Task directions: Return every line from the one with "pub fn date(v: impl" through the one with "impl From<bool> for", inclusive, exactly as it appears below.

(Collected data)
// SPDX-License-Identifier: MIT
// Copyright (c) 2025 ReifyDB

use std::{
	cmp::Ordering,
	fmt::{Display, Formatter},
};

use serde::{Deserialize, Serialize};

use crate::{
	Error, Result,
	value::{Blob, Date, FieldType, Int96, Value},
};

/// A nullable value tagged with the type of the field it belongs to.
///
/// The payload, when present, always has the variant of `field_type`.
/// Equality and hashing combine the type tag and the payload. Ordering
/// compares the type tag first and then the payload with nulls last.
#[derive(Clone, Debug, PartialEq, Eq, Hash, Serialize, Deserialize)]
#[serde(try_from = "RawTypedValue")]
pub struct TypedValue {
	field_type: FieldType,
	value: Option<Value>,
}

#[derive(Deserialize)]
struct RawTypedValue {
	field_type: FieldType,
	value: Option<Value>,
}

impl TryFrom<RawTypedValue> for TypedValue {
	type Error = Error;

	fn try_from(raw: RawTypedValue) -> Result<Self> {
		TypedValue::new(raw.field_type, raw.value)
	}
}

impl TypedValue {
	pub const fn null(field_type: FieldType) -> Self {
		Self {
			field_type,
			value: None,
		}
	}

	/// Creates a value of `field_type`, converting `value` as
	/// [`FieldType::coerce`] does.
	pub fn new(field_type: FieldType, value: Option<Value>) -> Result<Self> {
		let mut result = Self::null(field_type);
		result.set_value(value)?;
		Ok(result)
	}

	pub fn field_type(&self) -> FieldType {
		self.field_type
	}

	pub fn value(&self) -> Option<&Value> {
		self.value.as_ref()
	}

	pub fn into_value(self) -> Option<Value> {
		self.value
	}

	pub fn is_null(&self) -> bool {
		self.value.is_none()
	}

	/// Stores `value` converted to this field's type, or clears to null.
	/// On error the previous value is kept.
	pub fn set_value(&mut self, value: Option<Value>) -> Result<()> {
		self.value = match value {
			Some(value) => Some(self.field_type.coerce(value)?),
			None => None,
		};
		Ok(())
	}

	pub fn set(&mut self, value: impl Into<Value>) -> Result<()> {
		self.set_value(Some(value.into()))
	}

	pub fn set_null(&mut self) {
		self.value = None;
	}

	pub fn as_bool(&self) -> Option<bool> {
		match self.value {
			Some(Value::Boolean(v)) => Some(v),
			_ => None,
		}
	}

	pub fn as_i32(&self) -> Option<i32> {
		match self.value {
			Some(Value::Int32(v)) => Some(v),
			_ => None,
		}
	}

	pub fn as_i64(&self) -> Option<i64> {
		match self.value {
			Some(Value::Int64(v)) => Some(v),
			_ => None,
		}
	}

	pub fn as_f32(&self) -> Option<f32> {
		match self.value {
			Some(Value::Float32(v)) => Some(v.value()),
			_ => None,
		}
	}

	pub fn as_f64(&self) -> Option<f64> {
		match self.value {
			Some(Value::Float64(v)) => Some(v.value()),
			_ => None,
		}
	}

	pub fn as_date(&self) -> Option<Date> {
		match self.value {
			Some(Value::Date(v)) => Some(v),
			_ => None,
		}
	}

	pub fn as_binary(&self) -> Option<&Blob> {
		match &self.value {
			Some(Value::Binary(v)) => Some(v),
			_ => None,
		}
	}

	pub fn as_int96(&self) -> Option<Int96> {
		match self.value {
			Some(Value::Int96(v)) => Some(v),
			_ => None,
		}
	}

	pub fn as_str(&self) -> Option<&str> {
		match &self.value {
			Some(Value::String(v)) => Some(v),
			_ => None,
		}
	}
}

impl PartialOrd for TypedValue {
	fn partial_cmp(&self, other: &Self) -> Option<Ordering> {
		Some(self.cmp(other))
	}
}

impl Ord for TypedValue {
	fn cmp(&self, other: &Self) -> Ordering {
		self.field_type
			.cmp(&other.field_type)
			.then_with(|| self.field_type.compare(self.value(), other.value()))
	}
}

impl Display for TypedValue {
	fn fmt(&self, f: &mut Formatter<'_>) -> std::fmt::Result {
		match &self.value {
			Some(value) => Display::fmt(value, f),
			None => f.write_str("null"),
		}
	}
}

---

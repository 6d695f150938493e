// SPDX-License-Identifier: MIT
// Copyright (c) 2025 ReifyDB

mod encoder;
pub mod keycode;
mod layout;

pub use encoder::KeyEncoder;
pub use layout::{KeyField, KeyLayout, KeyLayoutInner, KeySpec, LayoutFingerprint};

--

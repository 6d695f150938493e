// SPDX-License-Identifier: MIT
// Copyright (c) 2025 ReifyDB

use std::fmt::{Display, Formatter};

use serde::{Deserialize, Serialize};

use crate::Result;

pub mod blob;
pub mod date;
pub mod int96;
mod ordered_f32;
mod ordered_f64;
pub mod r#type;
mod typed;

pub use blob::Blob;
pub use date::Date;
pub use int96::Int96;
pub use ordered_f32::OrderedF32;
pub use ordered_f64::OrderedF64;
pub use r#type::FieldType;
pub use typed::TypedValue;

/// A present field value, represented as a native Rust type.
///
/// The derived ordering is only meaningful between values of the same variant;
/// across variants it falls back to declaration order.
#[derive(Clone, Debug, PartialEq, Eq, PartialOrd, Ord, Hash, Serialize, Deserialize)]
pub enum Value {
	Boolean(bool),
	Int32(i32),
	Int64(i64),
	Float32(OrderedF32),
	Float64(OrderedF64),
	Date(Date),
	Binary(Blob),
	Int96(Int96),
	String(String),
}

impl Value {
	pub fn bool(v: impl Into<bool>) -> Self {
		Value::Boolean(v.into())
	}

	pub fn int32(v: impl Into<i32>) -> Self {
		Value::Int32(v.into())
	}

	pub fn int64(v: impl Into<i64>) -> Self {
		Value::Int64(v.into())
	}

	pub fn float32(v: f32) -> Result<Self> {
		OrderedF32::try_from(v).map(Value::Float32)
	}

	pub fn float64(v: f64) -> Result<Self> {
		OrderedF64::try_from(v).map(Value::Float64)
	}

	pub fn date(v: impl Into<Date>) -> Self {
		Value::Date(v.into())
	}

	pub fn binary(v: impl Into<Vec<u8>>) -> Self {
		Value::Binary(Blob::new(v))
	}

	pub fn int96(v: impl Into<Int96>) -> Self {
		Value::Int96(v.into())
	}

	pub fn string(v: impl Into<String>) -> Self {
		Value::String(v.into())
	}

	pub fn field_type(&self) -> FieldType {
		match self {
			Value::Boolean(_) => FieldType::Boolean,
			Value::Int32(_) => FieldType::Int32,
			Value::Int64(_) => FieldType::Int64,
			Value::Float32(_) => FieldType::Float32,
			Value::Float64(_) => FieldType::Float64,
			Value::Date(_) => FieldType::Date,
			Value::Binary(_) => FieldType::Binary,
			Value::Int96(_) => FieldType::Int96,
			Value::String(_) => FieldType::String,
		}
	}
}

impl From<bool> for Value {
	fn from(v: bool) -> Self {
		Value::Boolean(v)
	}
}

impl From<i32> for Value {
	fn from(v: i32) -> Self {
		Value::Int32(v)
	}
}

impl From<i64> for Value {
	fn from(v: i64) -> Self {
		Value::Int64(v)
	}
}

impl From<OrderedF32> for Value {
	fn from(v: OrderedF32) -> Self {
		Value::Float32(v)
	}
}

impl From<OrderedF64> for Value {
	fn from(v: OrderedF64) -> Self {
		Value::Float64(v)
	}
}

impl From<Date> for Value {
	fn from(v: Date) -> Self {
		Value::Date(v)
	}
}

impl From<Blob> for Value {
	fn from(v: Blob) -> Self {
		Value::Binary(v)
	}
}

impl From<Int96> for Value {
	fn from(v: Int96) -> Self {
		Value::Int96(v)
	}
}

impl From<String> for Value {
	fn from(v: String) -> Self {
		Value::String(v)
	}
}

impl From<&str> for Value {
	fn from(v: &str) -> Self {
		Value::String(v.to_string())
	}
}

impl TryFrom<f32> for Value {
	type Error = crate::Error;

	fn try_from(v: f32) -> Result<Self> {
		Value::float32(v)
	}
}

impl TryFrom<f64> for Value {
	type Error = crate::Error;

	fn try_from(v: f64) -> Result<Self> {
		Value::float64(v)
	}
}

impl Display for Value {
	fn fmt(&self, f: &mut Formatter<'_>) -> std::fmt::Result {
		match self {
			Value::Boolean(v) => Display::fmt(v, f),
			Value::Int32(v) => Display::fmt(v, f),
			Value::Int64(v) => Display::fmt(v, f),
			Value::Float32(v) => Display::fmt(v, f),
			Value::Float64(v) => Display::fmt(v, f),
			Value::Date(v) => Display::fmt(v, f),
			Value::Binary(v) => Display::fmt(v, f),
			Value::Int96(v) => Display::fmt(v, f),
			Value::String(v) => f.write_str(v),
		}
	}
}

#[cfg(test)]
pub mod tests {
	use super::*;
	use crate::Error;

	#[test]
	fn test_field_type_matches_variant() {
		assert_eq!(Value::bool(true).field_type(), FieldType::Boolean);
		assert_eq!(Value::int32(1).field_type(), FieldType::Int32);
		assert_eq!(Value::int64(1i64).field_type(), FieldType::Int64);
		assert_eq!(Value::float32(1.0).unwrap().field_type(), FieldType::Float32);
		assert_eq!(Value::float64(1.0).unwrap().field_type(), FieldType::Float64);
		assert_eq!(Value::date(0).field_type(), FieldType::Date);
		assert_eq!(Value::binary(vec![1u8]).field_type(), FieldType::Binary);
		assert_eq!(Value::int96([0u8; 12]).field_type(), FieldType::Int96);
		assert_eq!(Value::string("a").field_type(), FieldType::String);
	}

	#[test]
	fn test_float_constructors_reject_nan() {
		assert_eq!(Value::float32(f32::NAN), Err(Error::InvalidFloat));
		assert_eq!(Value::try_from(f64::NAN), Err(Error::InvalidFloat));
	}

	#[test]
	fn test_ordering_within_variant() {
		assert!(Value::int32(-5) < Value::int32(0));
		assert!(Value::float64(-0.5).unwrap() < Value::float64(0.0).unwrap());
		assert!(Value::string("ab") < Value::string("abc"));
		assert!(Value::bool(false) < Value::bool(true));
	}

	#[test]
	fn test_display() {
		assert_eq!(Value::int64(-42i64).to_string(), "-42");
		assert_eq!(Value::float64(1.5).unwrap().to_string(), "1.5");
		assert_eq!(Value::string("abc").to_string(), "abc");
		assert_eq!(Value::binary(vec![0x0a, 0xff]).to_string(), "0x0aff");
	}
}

Output for this task:
	pub fn date(v: impl Into<Date>) -> Self {
		Value::Date(v.into())
	}

	pub fn binary(v: impl Into<Vec<u8>>) -> Self {
		Value::Binary(Blob::new(v))
	}

	pub fn int96(v: impl Into<Int96>) -> Self {
		Value::Int96(v.into())
	}

	pub fn string(v: impl Into<String>) -> Self {
		Value::String(v.into())
	}

	pub fn field_type(&self) -> FieldType {
		match self {
			Value::Boolean(_) => FieldType::Boolean,
			Value::Int32(_) => FieldType::Int32,
			Value::Int64(_) => FieldType::Int64,
			Value::Float32(_) => FieldType::Float32,
			Value::Float64(_) => FieldType::Float64,
			Value::Date(_) => FieldType::Date,
			Value::Binary(_) => FieldType::Binary,
			Value::Int96(_) => FieldType::Int96,
			Value::String(_) => FieldType::String,
		}
	}
}

impl From<bool> for Value {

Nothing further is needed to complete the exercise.